## Task item:
Where does "display" appear in the data? Return each line that holds it.

Dataset items
━━━━━━━━

use anyhow::{anyhow, Result};
use riscv_toolchain_core::ToolchainProfile;
use std::path::{Path, PathBuf};

pub const INSTALL_INFO_FILE_NAME: &str = "INSTALL_INFO.txt";

#[derive(Debug, Clone, PartialEq, Eq)]
pub struct ToolchainLayout {
    root: PathBuf,
    profile: ToolchainProfile,
}

impl ToolchainLayout {
    pub fn new(root: impl Into<PathBuf>, profile: &ToolchainProfile) -> Self {
        Self {
            root: root.into(),
            profile: profile.clone(),
        }
    }

    pub fn root(&self) -> &Path {
        &self.root
    }

    pub fn profile(&self) -> &ToolchainProfile {
        &self.profile
    }

    pub fn bin_dir(&self) -> PathBuf {
        self.root.join("bin")
    }

    pub fn sysroot_dir(&self) -> PathBuf {
        self.root.join(&self.profile.triple)
    }

    pub fn target_bin_dir(&self) -> PathBuf {
        self.sysroot_dir().join("bin")
    }

    pub fn libexec_dir(&self) -> PathBuf {
        self.root
            .join("libexec")
            .join("gcc")
            .join(&self.profile.triple)
            .join(self.profile.gcc_version.to_string())
    }

    pub fn install_info_path(&self) -> PathBuf {
        self.root.join(INSTALL_INFO_FILE_NAME)
    }

    pub fn prefixed_tool_path(&self, tool: &str) -> PathBuf {
        self.bin_dir()
            .join(self.profile.prefixed_tool_file_name(tool))
    }

    pub fn target_tool_path(&self, tool: &str) -> PathBuf {
        self.target_bin_dir()
            .join(self.profile.plain_tool_file_name(tool))
    }

    pub fn required_dirs(&self) -> [PathBuf; 2] {
        [self.bin_dir(), self.sysroot_dir()]
    }

    /// Files that must exist after copy: compiler front ends and debugger, runtime
    /// DLLs next to them, and the versioned `cc1` compiler proper.
    pub fn required_installed_files(&self) -> Vec<PathBuf> {
        let mut files: Vec<PathBuf> = self
            .profile
            .required_tools
            .iter()
            .map(|tool| self.prefixed_tool_path(tool))
            .collect();
        files.extend(
            self.profile
                .runtime_libraries
                .iter()
                .map(|library| self.bin_dir().join(library)),
        );
        files.push(
            self.libexec_dir()
                .join(self.profile.plain_tool_file_name("cc1")),
        );
        files
    }

    /// Both required subdirectories present, without erroring.
    pub fn has_toolchain_shape(&self) -> bool {
        self.required_dirs().iter().all(|dir| dir.is_dir())
    }
}

pub fn validate_toolchain_root(layout: &ToolchainLayout) -> Result<()> {
    if !layout.root().is_dir() {
        return Err(anyhow!(
            "toolchain root does not exist: {}",
            layout.root().display()
        ));
    }

    for dir in layout.required_dirs() {
        if !dir.is_dir() {
            return Err(anyhow!(
                "invalid toolchain layout, missing directory: {}",
                dir.display()
            ));
        }
    }

    Ok(())
}

pub fn validate_installed(layout: &ToolchainLayout) -> Result<()> {
    validate_toolchain_root(layout)?;

    for file in layout.required_installed_files() {
        if !file.is_file() {
            return Err(anyhow!("installed output missing: {}", file.display()));
        }
    }

    Ok(())
}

━━━━━━━━

## Finished task:
            layout.root().display()
                dir.display()
            return Err(anyhow!("installed output missing: {}", file.display()));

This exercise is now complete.